Non occorre particolare dietrologia per capire che è questo il "gioiellino" su cui si potrebbe concentrare l'attenzione degli eventuali compratori, i quali, se "costretti" ad acquisire anche AnsaldoBreda e Menarini Bus, non si farebbero grandi remore a disfarsene il prima possibile.
Insomma, il paradosso della death economy è il seguente: l'Italia si confermerà uno dei maggiori e più raffinati produttori di armi e altri strumenti di morte, ma non progetterà e costruirà più nessun veicolo per il trasporto pubblico.
La contraddizione insanabile tra le esigenze del profitto capitalistico e i bisogni sociali si manifesta, ancora una volta, nella maniera più palpabile.
Ma non è niente di nuovo: è ciò di cui ci parla il movimento NO-TAV quando denuncia l'inutilità e la dannosità dell'opera che devasterà la Val di Susa.
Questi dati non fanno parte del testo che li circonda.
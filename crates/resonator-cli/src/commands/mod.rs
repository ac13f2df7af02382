pub mod calibrate;
pub mod config;
pub mod extract;
pub mod reconcile;
pub mod register;
pub mod reset;
pub mod run;
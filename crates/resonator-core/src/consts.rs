/// Minimum pixel count (h*w) to use row-level Rayon parallelism.
pub const PARALLEL_PIXEL_THRESHOLD: usize = 65_536;

/// Small epsilon to avoid division by zero in floating-point comparisons.
pub const EPSILON: f64 = 1e-12;

/// ITU-R BT.601 luminance coefficient for the red channel.
pub const LUMINANCE_R: f32 = 0.299;

/// ITU-R BT.601 luminance coefficient for the green channel.
pub const LUMINANCE_G: f32 = 0.587;

/// ITU-R BT.601 luminance coefficient for the blue channel.
pub const LUMINANCE_B: f32 = 0.114;

/// Number of channels in a color frame (R, G, B).
pub const COLOR_CHANNEL_COUNT: usize = 3;

/// Frame used for registration; earlier frames of the recordings are often corrupt.
pub const DEFAULT_REGISTRATION_FRAME: usize = 99;

/// Nominal capture interval of the resonator camera, in seconds.
pub const DEFAULT_SECONDS_PER_FRAME: f64 = 0.033_701_279_491_161_897;

/// SER timestamps count 100 ns ticks.
pub const SER_TICKS_PER_SECOND: f64 = 10_000_000.0;

/// Suffix appended to the stem of a downscaled copy of a video.
pub const DOWNSCALED_SUFFIX: &str = "_small";

/// Minimum number of correspondences for a homography.
pub const MIN_HOMOGRAPHY_POINTS: usize = 4;

/// Side of the square BRIEF sampling patch.
pub const BRIEF_PATCH_SIZE: i32 = 31;

/// Bits per BRIEF descriptor.
pub const BRIEF_BITS: usize = 256;

/// Radius of the disc used for the intensity-centroid orientation.
pub const ORIENTATION_RADIUS: i32 = 15;

/// Keypoints closer than this to the border cannot hold a rotated patch.
pub const KEYPOINT_BORDER: usize = 22;

/// Sigma of the blur applied before sampling BRIEF pairs.
pub const BRIEF_SMOOTHING_SIGMA: f32 = 2.0;

/// Gaussian blur sigma used when building the detection pyramid.
pub const PYRAMID_BLUR_SIGMA: f32 = 1.0;

/// Kernel radius of the temporal Gaussian filter, in standard deviations.
pub const GAUSSIAN_TRUNCATE: f64 = 4.0;
//! Sequential frame access for the extraction pipeline.

use std::path::Path;

use tracing::debug;

use crate::error::{ResonatorError, Result};
use crate::frame::{ColorFrame, SourceInfo};
use crate::io::ser::SerReader;

/// Containers decoded through OpenCV rather than read directly.
pub const COMPRESSED_EXTENSIONS: &[&str] = &["mp4", "avi", "mov"];

/// Whether `path` has a container extension `open_source` understands.
pub fn is_video_path(path: &Path) -> bool {
    path.extension()
        .map(|e| e.to_string_lossy().to_ascii_lowercase())
        .is_some_and(|ext| ext == "ser" || COMPRESSED_EXTENSIONS.contains(&ext.as_str()))
}

/// A video opened for strictly sequential reading.
pub trait FrameSource {
    fn info(&self) -> &SourceInfo;

    /// Frame interval recorded in the container, if any.
    fn seconds_per_frame(&self) -> Option<f64>;

    /// Index of the frame the next call to `next_frame` returns.
    fn position(&self) -> usize;

    /// Next frame, or `None` at end of stream.
    fn next_frame(&mut self) -> Result<Option<ColorFrame>>;

    /// Advance past `count` frames without decoding them. Returns how many
    /// were actually skipped.
    fn skip(&mut self, count: usize) -> Result<usize>;
}

/// SER-backed frame source.
pub struct SerSource {
    reader: SerReader,
    info: SourceInfo,
    cursor: usize,
}

impl SerSource {
    pub fn open(path: &Path) -> Result<Self> {
        let reader = SerReader::open(path)?;
        let info = reader.source_info();
        debug!(
            path = %path.display(),
            frames = info.total_frames,
            width = info.width,
            height = info.height,
            "Opened SER source"
        );
        Ok(Self {
            reader,
            info,
            cursor: 0,
        })
    }
}

impl FrameSource for SerSource {
    fn info(&self) -> &SourceInfo {
        &self.info
    }

    fn seconds_per_frame(&self) -> Option<f64> {
        self.reader.seconds_per_frame()
    }

    fn position(&self) -> usize {
        self.cursor
    }

    fn next_frame(&mut self) -> Result<Option<ColorFrame>> {
        if self.cursor >= self.reader.frame_count() {
            return Ok(None);
        }
        let frame = self.reader.read_frame(self.cursor)?;
        self.cursor += 1;
        Ok(Some(frame))
    }

    fn skip(&mut self, count: usize) -> Result<usize> {
        let remaining = self.reader.frame_count().saturating_sub(self.cursor);
        let skipped = count.min(remaining);
        self.cursor += skipped;
        Ok(skipped)
    }
}

/// Open a video by file extension.
pub fn open_source(path: &Path) -> Result<Box<dyn FrameSource>> {
    match path
        .extension()
        .and_then(|e| e.to_str())
        .map(|e| e.to_ascii_lowercase())
        .as_deref()
    {
        Some("ser") => Ok(Box::new(SerSource::open(path)?)),
        #[cfg(feature = "opencv")]
        Some(ext) if COMPRESSED_EXTENSIONS.contains(&ext) => {
            Ok(Box::new(crate::io::capture::CvSource::open(path)?))
        }
        #[cfg(not(feature = "opencv"))]
        Some(ext) if COMPRESSED_EXTENSIONS.contains(&ext) => Err(ResonatorError::Stream(format!(
            "{} needs a build with the `opencv` feature",
            path.display()
        ))),
        _ => Err(ResonatorError::Stream(format!(
            "Unsupported video container: {}",
            path.display()
        ))),
    }
}

/// Read the frame at `index`, skipping everything before it.
pub fn read_frame_at(path: &Path, index: usize) -> Result<ColorFrame> {
    let mut source = open_source(path)?;
    source.skip(index)?;
    match source.next_frame()? {
        Some(frame) => Ok(frame),
        None => Err(ResonatorError::Stream(format!(
            "Error reading frame {} from {} ({} frames)",
            index,
            path.display(),
            source.info().total_frames
        ))),
    }
}
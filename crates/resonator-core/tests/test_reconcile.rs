use std::io::Write;
use std::sync::{Arc, Mutex};

use approx::assert_abs_diff_eq;
use ndarray::Array2;
use resonator_core::io::reference::{PhaseReferences, Reference, TimeSeries};
use resonator_core::pipeline::config::{Calibration, ReconcileConfig};
use resonator_core::pipeline::reconcile::{
    background_level, time_axis, truncation_bounds, window_means,
};
use resonator_core::pipeline::{reconcile, ReconcileParams};

/// Log sink shared between the subscriber and the test.
#[derive(Clone, Default)]
struct CapturedLogs(Arc<Mutex<Vec<u8>>>);

impl Write for CapturedLogs {
    fn write(&mut self, buf: &[u8]) -> std::io::Result<usize> {
        self.0.lock().unwrap().extend_from_slice(buf);
        Ok(buf.len())
    }

    fn flush(&mut self) -> std::io::Result<()> {
        Ok(())
    }
}

impl CapturedLogs {
    /// Run `f` with a subscriber writing into this sink.
    fn capture<T>(&self, f: impl FnOnce() -> T) -> T {
        let sink = self.clone();
        let subscriber = tracing_subscriber::fmt()
            .with_writer(move || sink.clone())
            .with_ansi(false)
            .with_max_level(tracing::Level::DEBUG)
            .finish();
        tracing::subscriber::with_default(subscriber, f)
    }

    fn text(&self) -> String {
        String::from_utf8_lossy(&self.0.lock().unwrap()).into_owned()
    }
}

/// One row per sample; every column holds `values[row]`.
fn flat_signal(values: &[f64], cols: usize) -> Array2<f64> {
    Array2::from_shape_fn((values.len(), cols), |(r, _)| values[r])
}

/// Parameters under which sample `i` sits at exactly `i` minutes.
fn minute_params() -> ReconcileParams {
    ReconcileParams {
        seconds_per_frame: 12.0,
        slice_freq: 5,
        video_start: 0.0,
        background: None,
        config: ReconcileConfig {
            window_top: 0,
            window_bottom: 4,
            gauss_std: 0.0,
            t_correct: 0.0,
            subtract_background: false,
            background_rows: 1,
        },
        calibration: Calibration::default(),
    }
}

fn series_minutes(times_min: &[f64], value: f64) -> Reference {
    Reference::Present(TimeSeries::new(
        times_min.iter().map(|t| t * 60.0).collect(),
        vec![value; times_min.len()],
    ))
}

// ---------------------------------------------------------------------------
// Truncation
// ---------------------------------------------------------------------------

#[test]
fn test_truncation_bounds_bisect_convention() {
    let times: Vec<f64> = (0..100).map(|i| i as f64).collect();
    assert_eq!(truncation_bounds(&times, 10.0, 80.0), (10, 81));
}

#[test]
fn test_truncation_bounds_between_samples() {
    let times: Vec<f64> = (0..100).map(|i| i as f64).collect();
    assert_eq!(truncation_bounds(&times, 9.5, 80.5), (10, 81));
    assert_eq!(truncation_bounds(&times, -5.0, 500.0), (0, 100));
    assert_eq!(truncation_bounds(&times, 200.0, 300.0), (100, 100));
}

#[test]
fn test_reconcile_truncates_to_reference_span() {
    let values: Vec<f64> = (0..100).map(|i| i as f64).collect();
    let signal = flat_signal(&values, 4);
    let refs = PhaseReferences {
        cells: series_minutes(&[10.0, 40.0, 80.0], 1.0),
        sensor: Reference::Absent,
    };
    let out = reconcile(&signal, &refs, &minute_params()).unwrap();
    assert!(out.truncated);
    assert_eq!(out.times.len(), 71);
    assert_abs_diff_eq!(out.times[0], 10.0, epsilon = 1e-9);
    assert_abs_diff_eq!(*out.times.last().unwrap(), 80.0, epsilon = 1e-9);
    assert_eq!(out.raw, values[10..81].to_vec());
}

#[test]
fn test_union_of_both_series_sets_span() {
    let values: Vec<f64> = (0..100).map(|i| i as f64).collect();
    let refs = PhaseReferences {
        cells: series_minutes(&[30.0, 50.0], 1.0),
        sensor: series_minutes(&[20.0, 60.0], 2.0),
    };
    let logs = CapturedLogs::default();
    let out = logs
        .capture(|| reconcile(&flat_signal(&values, 4), &refs, &minute_params()))
        .unwrap();
    assert!(!logs.text().contains("Neither cell count"));
    assert_eq!(out.raw.first(), Some(&20.0));
    assert_eq!(out.raw.last(), Some(&60.0));
}

#[test]
fn test_no_references_keeps_full_series() {
    let values: Vec<f64> = (0..100).map(|i| (i % 7) as f64).collect();
    let logs = CapturedLogs::default();
    let out = logs
        .capture(|| {
            reconcile(&flat_signal(&values, 4), &PhaseReferences::default(), &minute_params())
        })
        .unwrap();
    let text = logs.text();
    assert!(text.contains("WARN"), "{text}");
    assert!(text.contains("Neither cell count nor sensor data present"), "{text}");
    assert!(!out.truncated);
    assert_eq!(out.raw, values);
    assert_eq!(out.times.len(), 100);
    assert!(out.cells.as_present().is_none());
    assert!(out.sensor.as_present().is_none());
}

#[test]
fn test_present_but_empty_series_does_not_truncate() {
    let values: Vec<f64> = (0..10).map(|i| i as f64).collect();
    let refs = PhaseReferences {
        cells: Reference::Present(TimeSeries::default()),
        sensor: Reference::Absent,
    };
    let out = reconcile(&flat_signal(&values, 4), &refs, &minute_params()).unwrap();
    assert_eq!(out.raw.len(), 10);
    assert!(out.cells.is_present());
}

// ---------------------------------------------------------------------------
// Time axis and correction
// ---------------------------------------------------------------------------

#[test]
fn test_time_axis_steps_by_slice() {
    let t = time_axis(4, 0.5, 4);
    assert_eq!(t, vec![0.0, 2.0, 4.0, 6.0]);
}

#[test]
fn test_time_correction_and_video_start_shift_minutes() {
    let mut params = minute_params();
    params.video_start = 120.0;
    params.config.t_correct = 30.0;
    let out = reconcile(&flat_signal(&[1.0, 2.0], 4), &PhaseReferences::default(), &params).unwrap();
    assert_abs_diff_eq!(out.times[0], 2.5, epsilon = 1e-12);
    assert_abs_diff_eq!(out.times[1], 3.5, epsilon = 1e-12);
}

#[test]
fn test_reference_times_converted_to_minutes() {
    let refs = PhaseReferences {
        cells: Reference::Present(TimeSeries::new(vec![90.0, 180.0], vec![5.0, 6.0])),
        sensor: Reference::Absent,
    };
    let out = reconcile(&flat_signal(&[0.0; 5], 4), &refs, &minute_params()).unwrap();
    let cells = out.cells.as_present().unwrap();
    assert_eq!(cells.times, vec![1.5, 3.0]);
    assert_eq!(cells.values, vec![5.0, 6.0]);
}

// ---------------------------------------------------------------------------
// Background, smoothing and calibration
// ---------------------------------------------------------------------------

#[test]
fn test_background_and_calibration_applied() {
    let mut params = minute_params();
    params.background = Some(1.0);
    params.config.subtract_background = true;
    params.calibration = Calibration { alpha: 2.0, beta: 0.5 };
    let out = reconcile(&flat_signal(&[3.0, 3.0, 3.0], 4), &PhaseReferences::default(), &params)
        .unwrap();
    assert_eq!(out.raw, vec![3.0; 3]);
    assert_eq!(out.smoothed, vec![2.0; 3]);
    assert_eq!(out.calibrated, vec![4.5; 3]);
}

#[test]
fn test_background_ignored_when_disabled() {
    let mut params = minute_params();
    params.background = Some(1.0);
    let out = reconcile(&flat_signal(&[3.0, 3.0], 4), &PhaseReferences::default(), &params).unwrap();
    assert_eq!(out.smoothed, vec![3.0, 3.0]);
}

#[test]
fn test_smoothing_preserves_constant_and_spreads_step() {
    let mut params = minute_params();
    params.config.gauss_std = 2.0;
    let mut values = vec![0.0; 40];
    values[20] = 1.0;
    let out = reconcile(&flat_signal(&values, 4), &PhaseReferences::default(), &params).unwrap();
    let total: f64 = out.smoothed.iter().sum();
    assert_abs_diff_eq!(total, 1.0, epsilon = 1e-9);
    assert!(out.smoothed[20] < 1.0);
    assert!(out.smoothed[18] > 0.0 && out.smoothed[22] > 0.0);

    let flat = reconcile(&flat_signal(&[0.7; 30], 4), &PhaseReferences::default(), &params).unwrap();
    for v in flat.smoothed {
        assert_abs_diff_eq!(v, 0.7, epsilon = 1e-12);
    }
}

#[test]
fn test_window_means_average_selected_bins() {
    let signal = Array2::from_shape_fn((2, 6), |(r, c)| (r * 10 + c) as f64);
    assert_eq!(window_means(&signal, 1, 3).unwrap(), vec![1.5, 11.5]);
    // Bottom is clipped to the available bins.
    assert_eq!(window_means(&signal, 4, 50).unwrap(), vec![4.5, 14.5]);
    assert!(window_means(&signal, 6, 50).is_err());
}

#[test]
fn test_background_level_uses_leading_rows() {
    let signal = flat_signal(&[2.0, 4.0, 100.0, 100.0], 3);
    assert_abs_diff_eq!(background_level(&signal, 0, 3, 2).unwrap(), 3.0);
    assert_abs_diff_eq!(background_level(&signal, 0, 3, 10).unwrap(), 51.5);
}

// ---------------------------------------------------------------------------
// Export columns
// ---------------------------------------------------------------------------

#[test]
fn test_export_columns_follow_present_series() {
    let refs = PhaseReferences {
        cells: Reference::Absent,
        sensor: series_minutes(&[1.0, 2.0], 9.0),
    };
    let out = reconcile(&flat_signal(&[0.0; 5], 4), &refs, &minute_params()).unwrap();
    let names: Vec<String> = out.columns().into_iter().map(|c| c.name).collect();
    assert_eq!(
        names,
        vec![
            "Time (min) - imaging",
            "Image analysis (Estimated Cell Loss)",
            "Image analysis (Scaled Brightness)",
            "Image analysis (Unscaled Brightness)",
            "Time (min) - sensor",
            "Sensor",
        ]
    );
}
Un progetto sovradimensionato rispetto alla domanda di trasporto realisticamente prevedibile, pensato e difeso militarmente nel nome degli interessi delle grandi imprese di costruzione.
Ed ecco ancora il paradosso mortifero: ci sono i soldi per un'opera faranoica, ma non ci sono per far circolare autobus e treni. Il governo Berlusconi ha deciso, per il 2012, un taglio complessivo dei trasferimenti destinati al trasporto pubblico locale pari a 1655 milioni di euro. Il "salvatore della Patria" Mario Monti non ha ancora fatto sapere se e come intende rimediare. Sono a rischio di soppressione metà dei treni regionali circolanti nel nostro paese e decine di migliaia di posti di lavoro.